Using the entries below, output exactly the lines from the one containing "assert!(!compact.shows_labels());" through the final line, both included, and no others.

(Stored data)
══════════

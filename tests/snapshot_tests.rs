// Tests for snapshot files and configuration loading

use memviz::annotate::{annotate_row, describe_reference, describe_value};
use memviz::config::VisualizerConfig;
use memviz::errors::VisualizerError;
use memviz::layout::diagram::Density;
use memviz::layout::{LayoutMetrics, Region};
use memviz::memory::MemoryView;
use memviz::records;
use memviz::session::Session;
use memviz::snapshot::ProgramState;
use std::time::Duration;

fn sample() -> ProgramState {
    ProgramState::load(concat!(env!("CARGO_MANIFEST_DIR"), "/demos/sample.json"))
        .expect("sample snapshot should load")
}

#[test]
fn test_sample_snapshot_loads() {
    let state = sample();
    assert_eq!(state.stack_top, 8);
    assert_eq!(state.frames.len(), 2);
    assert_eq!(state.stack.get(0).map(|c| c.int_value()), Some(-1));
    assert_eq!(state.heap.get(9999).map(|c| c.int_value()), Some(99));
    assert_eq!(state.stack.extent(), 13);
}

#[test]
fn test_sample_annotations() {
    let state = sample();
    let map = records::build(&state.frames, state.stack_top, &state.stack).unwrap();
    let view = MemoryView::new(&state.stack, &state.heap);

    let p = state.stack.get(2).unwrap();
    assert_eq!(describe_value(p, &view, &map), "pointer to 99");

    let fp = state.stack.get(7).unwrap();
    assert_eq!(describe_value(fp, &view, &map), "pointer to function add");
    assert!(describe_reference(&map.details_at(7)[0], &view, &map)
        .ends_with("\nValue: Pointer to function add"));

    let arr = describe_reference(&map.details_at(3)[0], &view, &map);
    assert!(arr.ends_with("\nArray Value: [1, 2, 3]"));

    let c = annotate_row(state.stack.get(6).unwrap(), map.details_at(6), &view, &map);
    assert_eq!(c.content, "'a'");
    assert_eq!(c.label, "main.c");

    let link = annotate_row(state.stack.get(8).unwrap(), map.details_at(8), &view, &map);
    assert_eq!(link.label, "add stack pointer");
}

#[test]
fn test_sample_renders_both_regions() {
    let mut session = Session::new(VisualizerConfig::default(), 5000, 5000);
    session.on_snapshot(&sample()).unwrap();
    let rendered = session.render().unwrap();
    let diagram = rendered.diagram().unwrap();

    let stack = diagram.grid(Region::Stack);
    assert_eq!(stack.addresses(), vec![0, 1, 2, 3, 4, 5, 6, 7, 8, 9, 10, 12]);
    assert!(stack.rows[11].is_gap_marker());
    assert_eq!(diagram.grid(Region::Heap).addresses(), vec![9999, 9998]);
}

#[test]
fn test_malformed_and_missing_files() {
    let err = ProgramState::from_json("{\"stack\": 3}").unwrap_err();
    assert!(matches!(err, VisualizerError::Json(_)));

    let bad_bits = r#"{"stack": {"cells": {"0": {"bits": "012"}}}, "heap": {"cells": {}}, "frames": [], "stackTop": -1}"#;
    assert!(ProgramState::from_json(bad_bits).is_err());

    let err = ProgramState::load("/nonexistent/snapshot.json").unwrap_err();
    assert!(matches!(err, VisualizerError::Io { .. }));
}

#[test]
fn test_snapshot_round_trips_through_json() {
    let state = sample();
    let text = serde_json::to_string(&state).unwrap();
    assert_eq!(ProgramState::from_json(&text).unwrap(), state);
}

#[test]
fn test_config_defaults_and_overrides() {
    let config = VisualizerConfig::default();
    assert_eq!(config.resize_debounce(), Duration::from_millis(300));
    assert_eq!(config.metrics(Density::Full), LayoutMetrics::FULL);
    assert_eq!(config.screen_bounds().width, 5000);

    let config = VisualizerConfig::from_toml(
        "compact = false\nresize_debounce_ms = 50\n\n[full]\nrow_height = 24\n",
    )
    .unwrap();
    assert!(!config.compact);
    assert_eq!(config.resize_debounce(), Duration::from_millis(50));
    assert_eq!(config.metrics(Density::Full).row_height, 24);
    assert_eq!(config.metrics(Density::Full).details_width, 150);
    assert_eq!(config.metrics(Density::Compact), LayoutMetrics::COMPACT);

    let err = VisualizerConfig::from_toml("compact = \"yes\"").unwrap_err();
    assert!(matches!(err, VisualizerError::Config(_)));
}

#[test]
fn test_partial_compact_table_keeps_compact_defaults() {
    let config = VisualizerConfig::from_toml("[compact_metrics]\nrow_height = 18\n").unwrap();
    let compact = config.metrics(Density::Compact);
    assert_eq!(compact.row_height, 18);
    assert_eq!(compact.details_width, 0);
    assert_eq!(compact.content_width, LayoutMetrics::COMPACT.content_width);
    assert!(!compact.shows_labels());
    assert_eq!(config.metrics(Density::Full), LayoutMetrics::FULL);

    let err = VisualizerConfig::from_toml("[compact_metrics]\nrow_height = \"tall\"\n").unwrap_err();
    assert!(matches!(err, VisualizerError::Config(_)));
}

══════════

▸ FINISHED TASK
    assert!(!compact.shows_labels());
    assert_eq!(config.metrics(Density::Full), LayoutMetrics::FULL);

    let err = VisualizerConfig::from_toml("[compact_metrics]\nrow_height = \"tall\"\n").unwrap_err();
    assert!(matches!(err, VisualizerError::Config(_)));
}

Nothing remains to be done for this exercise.